#### What is required:
Please copy each line below that contains the string "exception".

Provided material Start Marker

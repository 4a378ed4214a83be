//! ==============================================================================
//! device.rs - sensor payload model and device identity
//! ==============================================================================
//!
//! purpose:
//!     defines the closed set of rtl_433 / OpenMQTTGateway payload shapes the
//!     filter understands, and derives a stable identity key for each physical
//!     sensor signal.
//!
//! relationships:
//!     - used by: validation (measurement accessors), cache (entries),
//!       runtime (classifying inbound payloads), forwarder (probe throttle)
//!     - depends on: nothing but serde_json
//!
//! identity rules:
//!     base key is "<model>:<id>"
//!     - 5n1 appends the message type (one radio module sends two signals)
//!     - tower and 5n1 prefix the channel
//!     - pro-in prefixes the probe subtype
//!
//! ==============================================================================

use serde::{Deserialize, Serialize};
use serde_json::Value;

/// 5n1 message carrying wind speed, temperature and humidity
pub const MSG_TYPE_SPEED_AND_TEMP: i64 = 56;
/// 5n1 message carrying wind speed, direction and rain total
pub const MSG_TYPE_WIND_AND_RAIN: i64 = 49;

/// pro-in subtype used when the payload omits it
const DEFAULT_PRO_IN_SUBTYPE: &str = "0";

// ==============================================================================
// raw mqtt message
// ==============================================================================

/// a message as received from, or sent to, the broker
#[derive(Debug, Clone, PartialEq, Serialize, Deserialize)]
pub struct MqttMessage {
    pub topic: String,
    /// payload text exactly as it will be published
    pub message: String,
    /// parsed payload, when the text was valid json
    #[serde(default, skip_serializing_if = "Option::is_none")]
    pub data: Option<Value>,
}

impl MqttMessage {
    /// wraps raw text, parsing it when possible
    pub fn new(topic: impl Into<String>, message: impl Into<String>) -> Self {
        let message = message.into();
        let data = serde_json::from_str(&message).ok();
        Self { topic: topic.into(), message, data }
    }

    /// builds a message from an already parsed payload
    pub fn from_data(topic: impl Into<String>, data: Value) -> Self {
        Self { topic: topic.into(), message: data.to_string(), data: Some(data) }
    }

    /// numeric `rssi` field of the parsed payload, if any
    pub fn rssi(&self) -> Option<f64> {
        self.data.as_ref()?.get("rssi")?.as_f64()
    }

    /// overwrites `rssi` and keeps the payload text in sync
    pub fn set_rssi(&mut self, rssi: f64) {
        if let Some(Value::Object(map)) = self.data.as_mut() {
            let value = serde_json::Number::from_f64(rssi)
                .map(|n| {
                    // keep integers looking like integers on the wire
                    if rssi.fract() == 0.0 && rssi.abs() < i64::MAX as f64 {
                        Value::from(rssi as i64)
                    } else {
                        Value::Number(n)
                    }
                })
                .unwrap_or(Value::Null);
            map.insert("rssi".to_string(), value);
            self.message = Value::Object(map.clone()).to_string();
        }
    }
}

// ==============================================================================
// known device models
// ==============================================================================

#[derive(Debug, Clone, Copy, PartialEq, Eq, Hash, Serialize)]
pub enum DeviceModel {
    AcuriteTower,
    Acurite5n1,
    AcuriteProIn,
    AcuriteLightning,
    MaverickEt73,
}

impl DeviceModel {
    /// recognizes the model strings emitted by rtl_433 decoders
    pub fn from_model(model: &str) -> Option<Self> {
        match model {
            "Acurite-Tower" | "Tower" => Some(Self::AcuriteTower),
            "Acurite-5n1" | "5n1" => Some(Self::Acurite5n1),
            "Acurite-00276rm" | "00276rm" => Some(Self::AcuriteProIn),
            "Acurite-6045M" | "6045M" => Some(Self::AcuriteLightning),
            "Maverick-ET73" | "Maverick-ET73x" | "ET73" => Some(Self::MaverickEt73),
            _ => None,
        }
    }
}

// ==============================================================================
// device reading
// ==============================================================================

/// a parsed reading from one known sensor
#[derive(Debug, Clone, PartialEq, Serialize)]
pub struct DeviceReading {
    /// radio identifier, always a string even when the wire carried a number
    pub id: String,
    /// model string as received
    pub model: String,
    pub rssi: Option<f64>,
    pub battery_ok: Option<i64>,
    pub kind: DeviceKind,
}

#[derive(Debug, Clone, PartialEq, Serialize)]
#[serde(tag = "kind", rename_all = "snake_case")]
pub enum DeviceKind {
    Tower {
        channel: String,
        temperature_c: Option<f64>,
        humidity: Option<f64>,
    },
    FiveInOne {
        channel: String,
        message: FiveInOneMessage,
    },
    ProIn {
        subtype: String,
        temperature_c: Option<f64>,
        humidity: Option<f64>,
        water: Option<i64>,
    },
    Lightning {
        channel: Option<String>,
        temperature_c: Option<f64>,
        humidity: Option<f64>,
        strike_count: Option<f64>,
        storm_dist: Option<f64>,
        active: Option<i64>,
        rfi: Option<i64>,
        exception: Option<i64>,
    },
    /// dual probe bbq thermometer
    Probe {
        food_c: Option<f64>,
        oven_c: Option<f64>,
    },
}

/// the two signals sent by an acurite 5n1 weather station
#[derive(Debug, Clone, PartialEq, Serialize)]
#[serde(tag = "type", rename_all = "snake_case")]
pub enum FiveInOneMessage {
    SpeedAndTemp {
        wind_avg_km_h: Option<f64>,
        temperature_c: Option<f64>,
        humidity: Option<f64>,
    },
    WindAndRain {
        wind_avg_km_h: Option<f64>,
        wind_dir_deg: Option<f64>,
        rain_mm: Option<f64>,
    },
    Other {
        message_type: Option<i64>,
    },
}

impl FiveInOneMessage {
    pub fn message_type(&self) -> Option<i64> {
        match self {
            Self::SpeedAndTemp { .. } => Some(MSG_TYPE_SPEED_AND_TEMP),
            Self::WindAndRain { .. } => Some(MSG_TYPE_WIND_AND_RAIN),
            Self::Other { message_type } => *message_type,
        }
    }
}

/// is this loosely typed payload a device we understand?
pub fn is_known_device(value: &Value) -> bool {
    identifier(value).is_some()
        && value
            .get("model")
            .and_then(Value::as_str)
            .and_then(DeviceModel::from_model)
            .is_some()
}

impl DeviceReading {
    /// parses a json payload, `None` when it is not a known device
    pub fn from_value(value: &Value) -> Option<Self> {
        let id = identifier(value)?;
        let model = value.get("model")?.as_str()?.to_string();
        let known = DeviceModel::from_model(&model)?;

        let kind = match known {
            DeviceModel::AcuriteTower => DeviceKind::Tower {
                channel: text(value, "channel").unwrap_or_default(),
                temperature_c: number(value, "temperature_C"),
                humidity: number(value, "humidity"),
            },
            DeviceModel::Acurite5n1 => {
                let message = match integer(value, "message_type") {
                    Some(MSG_TYPE_SPEED_AND_TEMP) => FiveInOneMessage::SpeedAndTemp {
                        wind_avg_km_h: number(value, "wind_avg_km_h"),
                        temperature_c: number(value, "temperature_C"),
                        humidity: number(value, "humidity"),
                    },
                    Some(MSG_TYPE_WIND_AND_RAIN) => FiveInOneMessage::WindAndRain {
                        wind_avg_km_h: number(value, "wind_avg_km_h"),
                        wind_dir_deg: number(value, "wind_dir_deg"),
                        rain_mm: number(value, "rain_mm"),
                    },
                    other => FiveInOneMessage::Other { message_type: other },
                };
                DeviceKind::FiveInOne {
                    channel: text(value, "channel").unwrap_or_default(),
                    message,
                }
            }
            DeviceModel::AcuriteProIn => DeviceKind::ProIn {
                subtype: text(value, "subtype")
                    .unwrap_or_else(|| DEFAULT_PRO_IN_SUBTYPE.to_string()),
                temperature_c: number(value, "temperature_C"),
                humidity: number(value, "humidity"),
                water: integer(value, "water"),
            },
            DeviceModel::AcuriteLightning => DeviceKind::Lightning {
                channel: text(value, "channel"),
                temperature_c: number(value, "temperature_C"),
                humidity: number(value, "humidity"),
                strike_count: number(value, "strike_count"),
                storm_dist: number(value, "storm_dist"),
                active: integer(value, "active"),
                rfi: integer(value, "rfi"),
                exception: integer(value, "exception"),
            },
            DeviceModel::MaverickEt73 => DeviceKind::Probe {
                food_c: number(value, "temperature_1_C"),
                oven_c: number(value, "temperature_2_C"),
            },
        };

        Some(Self {
            id,
            model,
            rssi: number(value, "rssi"),
            battery_ok: integer(value, "battery_ok"),
            kind,
        })
    }

    /// stable key grouping every reading of one physical sensor signal
    pub fn identity(&self) -> String {
        let base = format!("{}:{}", self.model, self.id);
        match &self.kind {
            DeviceKind::Tower { channel, .. } => format!("{}:{}", channel, base),
            DeviceKind::FiveInOne { channel, message } => {
                let message_type = message
                    .message_type()
                    .map(|t| t.to_string())
                    .unwrap_or_default();
                format!("{}:{}:{}", channel, base, message_type)
            }
            DeviceKind::ProIn { subtype, .. } => format!("{}:{}", subtype, base),
            DeviceKind::Lightning { .. } | DeviceKind::Probe { .. } => base,
        }
    }

    pub fn temperature(&self) -> Option<f64> {
        match &self.kind {
            DeviceKind::Tower { temperature_c, .. }
            | DeviceKind::ProIn { temperature_c, .. }
            | DeviceKind::Lightning { temperature_c, .. } => *temperature_c,
            DeviceKind::FiveInOne {
                message: FiveInOneMessage::SpeedAndTemp { temperature_c, .. },
                ..
            } => *temperature_c,
            DeviceKind::FiveInOne { .. } | DeviceKind::Probe { .. } => None,
        }
    }

    pub fn humidity(&self) -> Option<f64> {
        match &self.kind {
            DeviceKind::Tower { humidity, .. }
            | DeviceKind::ProIn { humidity, .. }
            | DeviceKind::Lightning { humidity, .. } => *humidity,
            DeviceKind::FiveInOne {
                message: FiveInOneMessage::SpeedAndTemp { humidity, .. },
                ..
            } => *humidity,
            DeviceKind::FiveInOne { .. } | DeviceKind::Probe { .. } => None,
        }
    }

    /// cumulative rain total, 5n1 wind & rain messages only
    pub fn rain_mm(&self) -> Option<f64> {
        match &self.kind {
            DeviceKind::FiveInOne {
                message: FiveInOneMessage::WindAndRain { rain_mm, .. },
                ..
            } => *rain_mm,
            _ => None,
        }
    }

    /// cumulative lightning strike counter
    pub fn strike_count(&self) -> Option<f64> {
        match &self.kind {
            DeviceKind::Lightning { strike_count, .. } => *strike_count,
            _ => None,
        }
    }

    /// (food, oven) probe temperatures
    pub fn probe_temperatures(&self) -> Option<(Option<f64>, Option<f64>)> {
        match &self.kind {
            DeviceKind::Probe { food_c, oven_c } => Some((*food_c, *oven_c)),
            _ => None,
        }
    }

    pub fn is_five_in_one(&self, message_type: i64) -> bool {
        matches!(&self.kind, DeviceKind::FiveInOne { message, .. } if message.message_type() == Some(message_type))
    }
}

// ==============================================================================
// field helpers
// ==============================================================================

/// `id` may arrive as a string or a number
fn identifier(value: &Value) -> Option<String> {
    match value.get("id")? {
        Value::String(s) if !s.is_empty() => Some(s.clone()),
        Value::Number(n) => Some(n.to_string()),
        _ => None,
    }
}

fn text(value: &Value, field: &str) -> Option<String> {
    match value.get(field)? {
        Value::String(s) => Some(s.clone()),
        Value::Number(n) => Some(n.to_string()),
        _ => None,
    }
}

fn number(value: &Value, field: &str) -> Option<f64> {
    value.get(field)?.as_f64()
}

fn integer(value: &Value, field: &str) -> Option<i64> {
    let v = value.get(field)?;
    v.as_i64().or_else(|| v.as_f64().map(|f| f as i64))
}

Provided material End Marker

#### Answer for the task:
        exception: Option<i64>,
                exception: integer(value, "exception"),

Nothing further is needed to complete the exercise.